I know at this time of year, attendance in university lectures goes down. It was like that in fourth century churches, too. People’s lives were busy. Those are the times when a preacher might say, “Now, I am speaking to you women in the audience,” or, “don’t get all excited,” or, “I know this is not what you want to hear.” Those little things were preserved in the sermon transcriptions. From this, you get the feeling of a live audience. There is so much more audience reaction and presence than I thought there was when I first read these sources.
AS: So, you would gloss over these things unless you are really looking for them, and you parse out how sermons are not so unidirectional. Clearly, there is a back and forth.
GF: The whole book is quite dialogic.
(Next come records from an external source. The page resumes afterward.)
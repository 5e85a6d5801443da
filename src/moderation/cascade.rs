//! Cascading removal of posts and their children.
//!
//! Removing a post is a sequence of steps, each its own transaction. Every
//! step only deletes what is still there, so re-running the whole sequence
//! after a partial failure finishes the job. The last step deletes the post
//! row and sweeps its children again in one transaction.

use tracing::{debug, info};

use crate::db::Database;
use crate::Result;

/// What a post removal deleted.
#[derive(Debug, Clone, Copy, Default, PartialEq, Eq)]
pub struct CascadeReport {
    pub comments_removed: u64,
    pub replies_removed: u64,
    pub post_removed: bool,
}

/// Applies removal side effects to keep post/child references consistent.
pub struct CascadeEngine<'a> {
    db: &'a Database,
}

impl<'a> CascadeEngine<'a> {
    /// Create a new CascadeEngine with the given database reference.
    pub fn new(db: &'a Database) -> Self {
        Self { db }
    }

    /// Remove a post with all its comments and admin replies.
    pub async fn remove_post(&self, post_id: i64) -> Result<CascadeReport> {
        let mut comments_removed = self.remove_comments_of(post_id).await?;
        let mut replies_removed = self.remove_replies_of(post_id).await?;

        let (post_removed, late_comments, late_replies) = self.remove_post_row(post_id).await?;
        comments_removed += late_comments;
        replies_removed += late_replies;

        let report = CascadeReport {
            comments_removed,
            replies_removed,
            post_removed,
        };

        info!(
            post_id,
            comments_removed = report.comments_removed,
            replies_removed = report.replies_removed,
            post_removed = report.post_removed,
            "Post removed"
        );

        Ok(report)
    }

    /// Step 3: the post row, then any children created after steps 1 and 2.
    ///
    /// Child inserts require the post row to exist, so once this commits no
    /// new child can reference the post.
    async fn remove_post_row(&self, post_id: i64) -> Result<(bool, u64, u64)> {
        let mut tx = self.db.begin().await?;

        // post_likes and the reference rows go with the post.
        let post = sqlx::query("DELETE FROM posts WHERE id = ?")
            .bind(post_id)
            .execute(&mut *tx)
            .await?;
        let comments = sqlx::query("DELETE FROM comments WHERE post_id = ?")
            .bind(post_id)
            .execute(&mut *tx)
            .await?;
        let replies = sqlx::query("DELETE FROM admin_replies WHERE post_id = ?")
            .bind(post_id)
            .execute(&mut *tx)
            .await?;

        tx.commit().await?;
        Ok((
            post.rows_affected() > 0,
            comments.rows_affected(),
            replies.rows_affected(),
        ))
    }

    /// Step 1: every comment whose `post_id` is the post.
    async fn remove_comments_of(&self, post_id: i64) -> Result<u64> {
        let mut tx = self.db.begin().await?;

        sqlx::query("DELETE FROM post_comment_refs WHERE post_id = ?")
            .bind(post_id)
            .execute(&mut *tx)
            .await?;
        let result = sqlx::query("DELETE FROM comments WHERE post_id = ?")
            .bind(post_id)
            .execute(&mut *tx)
            .await?;

        tx.commit().await?;
        Ok(result.rows_affected())
    }

    /// Step 2: every admin reply whose `post_id` is the post.
    async fn remove_replies_of(&self, post_id: i64) -> Result<u64> {
        let mut tx = self.db.begin().await?;

        sqlx::query("DELETE FROM post_reply_refs WHERE post_id = ?")
            .bind(post_id)
            .execute(&mut *tx)
            .await?;
        let result = sqlx::query("DELETE FROM admin_replies WHERE post_id = ?")
            .bind(post_id)
            .execute(&mut *tx)
            .await?;

        tx.commit().await?;
        Ok(result.rows_affected())
    }

    /// Remove a comment and its entry in the parent's comment list.
    ///
    /// A missing parent only skips the list update. Returns whether the
    /// comment existed.
    pub async fn remove_comment(&self, comment_id: i64) -> Result<bool> {
        let mut tx = self.db.begin().await?;

        let unlinked = sqlx::query("DELETE FROM post_comment_refs WHERE comment_id = ?")
            .bind(comment_id)
            .execute(&mut *tx)
            .await?;
        if unlinked.rows_affected() == 0 {
            debug!(comment_id, "Comment has no parent reference, skipping unlink");
        }

        let result = sqlx::query("DELETE FROM comments WHERE id = ?")
            .bind(comment_id)
            .execute(&mut *tx)
            .await?;

        tx.commit().await?;

        let removed = result.rows_affected() > 0;
        info!(comment_id, removed, "Comment removed");
        Ok(removed)
    }

    /// Remove an admin reply and its entry in the parent's reply list.
    pub async fn remove_reply(&self, reply_id: i64) -> Result<bool> {
        let mut tx = self.db.begin().await?;

        let unlinked = sqlx::query("DELETE FROM post_reply_refs WHERE reply_id = ?")
            .bind(reply_id)
            .execute(&mut *tx)
            .await?;
        if unlinked.rows_affected() == 0 {
            debug!(reply_id, "Reply has no parent reference, skipping unlink");
        }

        let result = sqlx::query("DELETE FROM admin_replies WHERE id = ?")
            .bind(reply_id)
            .execute(&mut *tx)
            .await?;

        tx.commit().await?;

        let removed = result.rows_affected() > 0;
        info!(reply_id, removed, "Admin reply removed");
        Ok(removed)
    }
}

#[cfg(test)]
mod tests {
    use super::*;
    use crate::content::{
        CommentRepository, NewAdminReply, NewComment, NewPost, PostRepository, ReplyRepository,
    };
    use crate::db::{NewUser, Role, UserRepository};

    struct Fixture {
        db: Database,
        user_id: i64,
        post_id: i64,
    }

    async fn fixture() -> Fixture {
        let db = Database::open_in_memory().await.unwrap();
        let user = UserRepository::new(db.pool())
            .create(&NewUser::new("Alice", "alice@example.com", "hash").with_role(Role::Admin))
            .await
            .unwrap();
        let post = PostRepository::new(db.pool())
            .create(&NewPost {
                author_id: user.id,
                author_name: user.name.clone(),
                author_role: user.role,
                content: "parent".to_string(),
            })
            .await
            .unwrap();
        Fixture {
            db,
            user_id: user.id,
            post_id: post.id,
        }
    }

    async fn add_comment(f: &Fixture) -> i64 {
        let mut tx = f.db.begin().await.unwrap();
        let id = CommentRepository::insert_for_post(
            &mut tx,
            &NewComment {
                post_id: f.post_id,
                author_id: f.user_id,
                author_name: "Alice".to_string(),
                content: "comment".to_string(),
            },
        )
        .await
        .unwrap()
        .unwrap();
        tx.commit().await.unwrap();
        id
    }

    async fn add_reply(f: &Fixture) -> i64 {
        let mut tx = f.db.begin().await.unwrap();
        let id = ReplyRepository::insert_for_post(
            &mut tx,
            &NewAdminReply {
                post_id: f.post_id,
                author_id: f.user_id,
                content: "reply".to_string(),
            },
        )
        .await
        .unwrap()
        .unwrap();
        tx.commit().await.unwrap();
        id
    }

    async fn count(db: &Database, sql: &str) -> i64 {
        sqlx::query_scalar(sql).fetch_one(db.pool()).await.unwrap()
    }

    #[tokio::test]
    async fn test_remove_post_cascades() {
        let f = fixture().await;
        add_comment(&f).await;
        add_comment(&f).await;
        add_reply(&f).await;

        let engine = CascadeEngine::new(&f.db);
        let report = engine.remove_post(f.post_id).await.unwrap();

        assert_eq!(
            report,
            CascadeReport {
                comments_removed: 2,
                replies_removed: 1,
                post_removed: true,
            }
        );
        assert_eq!(count(&f.db, "SELECT COUNT(*) FROM comments").await, 0);
        assert_eq!(count(&f.db, "SELECT COUNT(*) FROM admin_replies").await, 0);
        assert_eq!(count(&f.db, "SELECT COUNT(*) FROM posts").await, 0);
        assert_eq!(count(&f.db, "SELECT COUNT(*) FROM post_comment_refs").await, 0);
        assert_eq!(count(&f.db, "SELECT COUNT(*) FROM post_reply_refs").await, 0);
    }

    #[tokio::test]
    async fn test_remove_post_is_idempotent() {
        let f = fixture().await;
        add_comment(&f).await;

        let engine = CascadeEngine::new(&f.db);
        engine.remove_post(f.post_id).await.unwrap();
        let again = engine.remove_post(f.post_id).await.unwrap();
        assert_eq!(again, CascadeReport::default());
    }

    #[tokio::test]
    async fn test_remove_post_finishes_partial_cascade() {
        let f = fixture().await;
        add_comment(&f).await;
        add_reply(&f).await;

        // Simulate a run that stopped after step 1.
        let engine = CascadeEngine::new(&f.db);
        engine.remove_comments_of(f.post_id).await.unwrap();

        let report = engine.remove_post(f.post_id).await.unwrap();
        assert_eq!(report.comments_removed, 0);
        assert_eq!(report.replies_removed, 1);
        assert!(report.post_removed);
    }

    #[tokio::test]
    async fn test_remove_post_sweeps_children_added_mid_cascade() {
        let f = fixture().await;
        add_comment(&f).await;

        let engine = CascadeEngine::new(&f.db);
        engine.remove_comments_of(f.post_id).await.unwrap();
        engine.remove_replies_of(f.post_id).await.unwrap();

        // Children created after the first two steps ran.
        add_comment(&f).await;
        add_reply(&f).await;

        let (post_removed, comments, replies) = engine.remove_post_row(f.post_id).await.unwrap();
        assert!(post_removed);
        assert_eq!((comments, replies), (1, 1));
        assert_eq!(count(&f.db, "SELECT COUNT(*) FROM comments").await, 0);
        assert_eq!(count(&f.db, "SELECT COUNT(*) FROM admin_replies").await, 0);

        // With the post row gone, inserts are refused.
        let mut tx = f.db.begin().await.unwrap();
        let refused = CommentRepository::insert_for_post(
            &mut tx,
            &NewComment {
                post_id: f.post_id,
                author_id: f.user_id,
                author_name: "Alice".to_string(),
                content: "too late".to_string(),
            },
        )
        .await
        .unwrap();
        tx.commit().await.unwrap();
        assert!(refused.is_none());
    }

    #[tokio::test]
    async fn test_remove_comment_unlinks_parent() {
        let f = fixture().await;
        let keep = add_comment(&f).await;
        let gone = add_comment(&f).await;

        let engine = CascadeEngine::new(&f.db);
        assert!(engine.remove_comment(gone).await.unwrap());
        assert!(!engine.remove_comment(gone).await.unwrap());

        let post = PostRepository::new(f.db.pool())
            .find_by_id(f.post_id)
            .await
            .unwrap()
            .unwrap();
        assert_eq!(post.comment_ids, vec![keep]);
    }

    #[tokio::test]
    async fn test_remove_child_of_missing_parent() {
        let f = fixture().await;
        let comment = add_comment(&f).await;
        let reply = add_reply(&f).await;

        // Parent vanishes without the cascade (reference rows go with it).
        sqlx::query("DELETE FROM posts WHERE id = ?")
            .bind(f.post_id)
            .execute(f.db.pool())
            .await
            .unwrap();

        let engine = CascadeEngine::new(&f.db);
        assert!(engine.remove_comment(comment).await.unwrap());
        assert!(engine.remove_reply(reply).await.unwrap());
        assert_eq!(count(&f.db, "SELECT COUNT(*) FROM comments").await, 0);
        assert_eq!(count(&f.db, "SELECT COUNT(*) FROM admin_replies").await, 0);
    }
}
For instance, in the songs soloists sang in church, every stanza ended with a refrain from the congregation. Even though it is scripted for them, it was their voice and indicated them taking on another character. I wanted to take something that was seen as unidirectional and convey how it is actually more dialogic than we thought.
AS: Seeing the soul as an object in the process of being continually crafted seems to be a central tenet of early Christianity. How does this conception of the ever-improving soul fit in with the normative aims of Christianity? And how was it instrumentalized to mold political citizens in the fourth, fifth, and sixth centuries?
GF: The most important idea for me in that book is crafting. It is not just elites who learn to craft themselves through education—how to give good speeches, how to walk, or how to compose themselves. Of course, there were a lot of people who were molded and groomed to be elite citizens. Some early Christians went to live in communities that intentionally separated themselves—they were what we might call monastics or ascetics today. They followed very strict regimens of diet, sexual abstinence, and exposure to the elements. That was also described as a kind of molding.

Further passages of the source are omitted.